Starting with the first line of the records, write out each line exactly until you have included the line containing "#[async_trait]".

**Recorded data**
+++
//! Access to remote systems: ssh local-forward tunnels and remote command execution.

pub mod command;
pub mod tunnel;

pub use command::{
    curl_command, parse_response, CommandTransport, RemoteCommandResult, RemoteCommandRunner,
    RemoteError, ResponseExpectation, SshTransport,
};
pub use tunnel::{TunnelError, TunnelHandle, TunnelManager, TunnelState};
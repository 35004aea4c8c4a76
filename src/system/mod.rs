//! Operating-system plumbing: child processes and local TCP ports.

pub mod port;
pub mod process;

pub use port::{PortError, PortGuard};
pub use process::{terminate_child, ExternalProcessResult};
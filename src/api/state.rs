use std::sync::Arc;

use crate::orchestrator::Orchestrator;

#[derive(Clone)]
pub struct AppState {
    pub orchestrator: Arc<Orchestrator>,
}

impl AppState {
    pub fn new(orchestrator: Arc<Orchestrator>) -> Self {
        Self { orchestrator }
    }
}
// ---------------------------------------------------------------------------
// Tests
// ---------------------------------------------------------------------------

#[cfg(test)]
mod tests {
    use super::*;
    use std::collections::VecDeque;
    use std::sync::atomic::{AtomicU32, Ordering};
    use std::sync::Mutex;

    fn ok_output(stdout: &str) -> ExternalProcessResult {
        ExternalProcessResult {
            exit_code: Some(0),
            stdout: stdout.to_string(),
            stderr: String::new(),
            timed_out: false,
        }
    }

    struct ScriptedTransport {
        responses: Mutex<VecDeque<std::io::Result<ExternalProcessResult>>>,
        calls: AtomicU32,
    }

    impl ScriptedTransport {
        fn new(responses: Vec<std::io::Result<ExternalProcessResult>>) -> Arc<Self> {
            Arc::new(Self {
                responses: Mutex::new(responses.into()),
                calls: AtomicU32::new(0),
            })
        }

        fn calls(&self) -> u32 {
            self.calls.load(Ordering::SeqCst)
        }
    }

    #[async_trait]
    impl CommandTransport for ScriptedTransport {
        async fn execute(&self, _host: &str, _command: &str) -> std::io::Result<ExternalProcessResult> {
            self.calls.fetch_add(1, Ordering::SeqCst);
            self.responses
                .lock()
                .unwrap()
                .pop_front()
                .unwrap_or_else(|| Ok(ok_output("")))
        }
    }

    #[test]
    fn test_business_error_item_is_failure() {
        let out = ok_output("{\"responseList\":[{\"error\":\"x\"}]}\nHTTP_STATUS:200");
        let err = parse_response(&out, ResponseExpectation::BusinessPayload).unwrap_err();
        assert!(matches!(err, RemoteError::IncompleteBusinessResponse(_)));
        assert!(err.to_string().contains("x"));
    }

    #[test]
    fn test_business_ids_without_error_is_success() {
        let out = ok_output(
            "{\"responseList\":[{\"businessId\":\"1\",\"businessStepId\":\"2\"}]}\nHTTP_STATUS:200",
        );
        let result = parse_response(&out, ResponseExpectation::BusinessPayload).unwrap();
        assert_eq!(result.http_status, Some(200));
        let body = result.body.unwrap();
        assert_eq!(body["responseList"][0]["businessId"], "1");
    }

    #[test]
    fn test_business_requires_both_identifiers() {
        let out = ok_output("{\"responseList\":[{\"businessId\":\"1\"}]}\nHTTP_STATUS:201");
        let err = parse_response(&out, ResponseExpectation::BusinessPayload).unwrap_err();
        assert!(err.to_string().contains("businessStepId"));

        let out = ok_output("{\"responseList\":[]}\nHTTP_STATUS:200");
        assert!(matches!(
            parse_response(&out, ResponseExpectation::BusinessPayload),
            Err(RemoteError::IncompleteBusinessResponse(_))
        ));
    }

    #[test]
    fn test_null_error_field_is_ignored() {
        let out = ok_output(
            "{\"responseList\":[{\"error\":null,\"businessId\":7,\"businessStepId\":8}]}\nHTTP_STATUS:200",
        );
        assert!(parse_response(&out, ResponseExpectation::BusinessPayload).is_ok());
    }

    #[test]
    fn test_layers_fail_in_order() {
        let transport = ExternalProcessResult {
            exit_code: Some(255),
            stderr: "ssh: connect to host dev-spriced port 22: Connection refused".to_string(),
            ..ok_output("")
        };
        let err = parse_response(&transport, ResponseExpectation::StatusOnly).unwrap_err();
        assert!(matches!(err, RemoteError::TransportFailure(_)));
        assert!(err.to_string().contains("Connection refused"));

        let malformed = ok_output("{\"responseList\":[]}");
        assert!(matches!(
            parse_response(&malformed, ResponseExpectation::BusinessPayload),
            Err(RemoteError::MalformedResponse)
        ));

        let rejected = ok_output("oops\nHTTP_STATUS:500");
        assert!(matches!(
            parse_response(&rejected, ResponseExpectation::BusinessPayload),
            Err(RemoteError::RemoteRejected(500))
        ));

        let invalid = ok_output("<html>nope</html>\nHTTP_STATUS:200");
        assert!(matches!(
            parse_response(&invalid, ResponseExpectation::BusinessPayload),
            Err(RemoteError::InvalidPayload(_))
        ));
    }

    #[test]
    fn test_status_only_ignores_body_shape() {
        let out = ok_output("workflow started\nHTTP_STATUS:200");
        let result = parse_response(&out, ResponseExpectation::StatusOnly).unwrap();
        assert_eq!(result.http_status, Some(200));
        assert!(result.body.is_none());
    }

    #[test]
    fn test_timed_out_is_transport_failure() {
        let out = ExternalProcessResult {
            exit_code: None,
            timed_out: true,
            ..ok_output("")
        };
        assert!(matches!(
            parse_response(&out, ResponseExpectation::StatusOnly),
            Err(RemoteError::TransportFailure(_))
        ));
    }

    #[test]
    fn test_curl_command_quotes_body_and_marker() {
        let trigger = TriggerConfig {
            name: "outbound".to_string(),
            url: "http://localhost:8880/platform/api/v1/tml".to_string(),
            method: "POST".to_string(),
            body: Some(serde_json::json!({"entity": "it's", "n": 1})),
            expect: ExpectKind::Business,
            retries: None,
            interval_secs: None,
        };
        let cmd = curl_command(&trigger).unwrap();
        assert!(cmd.starts_with("curl -s -X POST -H 'Content-Type: application/json' -d "));
        assert!(cmd.contains("it'\\''s"), "{cmd}");
        assert!(cmd.ends_with("-w '\\nHTTP_STATUS:%{http_code}'"), "{cmd}");
    }

    #[tokio::test]
    async fn test_retries_only_malformed_responses() {
        let transport = ScriptedTransport::new(vec![
            Ok(ok_output("warming up")),
            Ok(ok_output("still warming up")),
            Ok(ok_output("done\nHTTP_STATUS:200")),
        ]);
        let runner = RemoteCommandRunner::with_transport(transport.clone(), 5, Duration::ZERO);
        let result = runner
            .run("dev-spriced", "curl ...", ResponseExpectation::StatusOnly, 5, Duration::from_millis(1))
            .await
            .unwrap();
        assert_eq!(result.http_status, Some(200));
        assert_eq!(transport.calls(), 3);
    }

    #[test]
    fn test_no_http_response_is_incomplete() {
        let refused = ExternalProcessResult {
            exit_code: Some(7),
            ..ok_output("\nHTTP_STATUS:000")
        };
        assert!(matches!(
            parse_response(&refused, ResponseExpectation::StatusOnly),
            Err(RemoteError::MalformedResponse)
        ));
        assert!(matches!(
            parse_response(&ok_output("\nHTTP_STATUS:000"), ResponseExpectation::BusinessPayload),
            Err(RemoteError::MalformedResponse)
        ));

        let ssh_down = ExternalProcessResult {
            exit_code: Some(255),
            stderr: "ssh: Could not resolve hostname dev-spriced".to_string(),
            ..ok_output("HTTP_STATUS:000")
        };
        assert!(matches!(
            parse_response(&ssh_down, ResponseExpectation::StatusOnly),
            Err(RemoteError::TransportFailure(_))
        ));
    }

    #[tokio::test]
    async fn test_warming_service_is_retried_until_it_answers() {
        let connection_refused = ExternalProcessResult {
            exit_code: Some(7),
            ..ok_output("\nHTTP_STATUS:000")
        };
        let transport = ScriptedTransport::new(vec![
            Ok(connection_refused.clone()),
            Ok(ok_output("\nHTTP_STATUS:000")),
            Ok(ok_output(
                "{\"responseList\":[{\"businessId\":\"9\",\"businessStepId\":\"3\"}]}\nHTTP_STATUS:200",
            )),
        ]);
        let runner = RemoteCommandRunner::with_transport(transport.clone(), 5, Duration::ZERO);
        let result = runner
            .run(
                "dev-spriced",
                "curl ...",
                ResponseExpectation::BusinessPayload,
                5,
                Duration::from_millis(1),
            )
            .await
            .unwrap();
        assert_eq!(result.http_status, Some(200));
        assert_eq!(transport.calls(), 3);
    }

    #[tokio::test]
    async fn test_definitive_failure_is_not_retried() {
        let transport = ScriptedTransport::new(vec![
            Ok(ok_output("boom\nHTTP_STATUS:503")),
            Ok(ok_output("ok\nHTTP_STATUS:200")),
        ]);
        let runner = RemoteCommandRunner::with_transport(transport.clone(), 5, Duration::ZERO);
        let err = runner
            .run("dev-spriced", "curl ...", ResponseExpectation::StatusOnly, 5, Duration::from_millis(1))
            .await
            .unwrap_err();
        assert!(matches!(err, RemoteError::RemoteRejected(503)));
        assert_eq!(transport.calls(), 1);
    }

    #[tokio::test]
    async fn test_retries_are_bounded() {
        let transport = ScriptedTransport::new(vec![
            Ok(ok_output("a")),
            Ok(ok_output("b")),
            Ok(ok_output("c")),
        ]);
        let runner = RemoteCommandRunner::with_transport(transport.clone(), 5, Duration::ZERO);
        let err = runner
            .run("dev-spriced", "curl ...", ResponseExpectation::StatusOnly, 2, Duration::from_millis(1))
            .await
            .unwrap_err();
        assert!(matches!(err, RemoteError::MalformedResponse));
        assert_eq!(transport.calls(), 2);
    }

    #[tokio::test]
    async fn test_transport_io_error() {
        let transport = ScriptedTransport::new(vec![Err(std::io::Error::new(
            std::io::ErrorKind::NotFound,
            "ssh not found",
        ))]);
        let runner = RemoteCommandRunner::with_transport(transport, 5, Duration::ZERO);
        let err = runner
            .run("dev-spriced", "true", ResponseExpectation::StatusOnly, 3, Duration::ZERO)
            .await
            .unwrap_err();
        assert!(matches!(err, RemoteError::TransportFailure(_)));
    }

    #[tokio::test]
    async fn test_trigger_uses_override_retries() {
        let transport = ScriptedTransport::new(vec![Ok(ok_output("x")), Ok(ok_output("y"))]);
        let runner = RemoteCommandRunner::with_transport(transport.clone(), 5, Duration::ZERO);
        let trigger = TriggerConfig {
            name: "approval".to_string(),
            url: "http://localhost:8085/scheduler/approval2/start".to_string(),
            method: "GET".to_string(),
            body: None,
            expect: ExpectKind::Status,
            retries: Some(1),
            interval_secs: Some(0),
        };
        assert!(runner.trigger("qa-spriced", &trigger).await.is_err());
        assert_eq!(transport.calls(), 1);
    }

    #[cfg(unix)]
    #[tokio::test]
    async fn test_ssh_transport_passes_batch_options() {
        let config = RemoteConfig {
            connect_timeout_secs: 7,
            timeout_secs: 10,
            ..RemoteConfig::default()
        };
        let transport = SshTransport::new(&config).with_ssh_command(
            "/bin/sh",
            vec!["-c".to_string(), "echo \"$@\"".to_string(), "fake-ssh".to_string()],
        );
        let result = transport.execute("qa-spriced", "uptime").await.unwrap();
        assert_eq!(result.exit_code, Some(0));
        assert_eq!(
            result.stdout.trim(),
            "-o BatchMode=yes -o ConnectTimeout=7 qa-spriced uptime"
        );
    }
}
+++
**Exercise result**
//! Access to remote systems: ssh local-forward tunnels and remote command execution.

pub mod command;
pub mod tunnel;

pub use command::{
    curl_command, parse_response, CommandTransport, RemoteCommandResult, RemoteCommandRunner,
    RemoteError, ResponseExpectation, SshTransport,
};
pub use tunnel::{TunnelError, TunnelHandle, TunnelManager, TunnelState};
repository 35004aea4c8c4a76
filename src/system/mod.rs
//! Operating-system plumbing: child processes and local TCP ports.

pub mod port;
pub mod process;

pub use port::{PortError, PortGuard};
pub use process::{terminate_child, ExternalProcessResult};
filename src/api/state.rs
use std::sync::Arc;

use crate::orchestrator::Orchestrator;

#[derive(Clone)]
pub struct AppState {
    pub orchestrator: Arc<Orchestrator>,
}

impl AppState {
    pub fn new(orchestrator: Arc<Orchestrator>) -> Self {
        Self { orchestrator }
    }
}
// ---------------------------------------------------------------------------
// Tests
// ---------------------------------------------------------------------------

#[cfg(test)]
mod tests {
    use super::*;
    use std::collections::VecDeque;
    use std::sync::atomic::{AtomicU32, Ordering};
    use std::sync::Mutex;

    fn ok_output(stdout: &str) -> ExternalProcessResult {
        ExternalProcessResult {
            exit_code: Some(0),
            stdout: stdout.to_string(),
            stderr: String::new(),
            timed_out: false,
        }
    }

    struct ScriptedTransport {
        responses: Mutex<VecDeque<std::io::Result<ExternalProcessResult>>>,
        calls: AtomicU32,
    }

    impl ScriptedTransport {
        fn new(responses: Vec<std::io::Result<ExternalProcessResult>>) -> Arc<Self> {
            Arc::new(Self {
                responses: Mutex::new(responses.into()),
                calls: AtomicU32::new(0),
            })
        }

        fn calls(&self) -> u32 {
            self.calls.load(Ordering::SeqCst)
        }
    }

    #[async_trait]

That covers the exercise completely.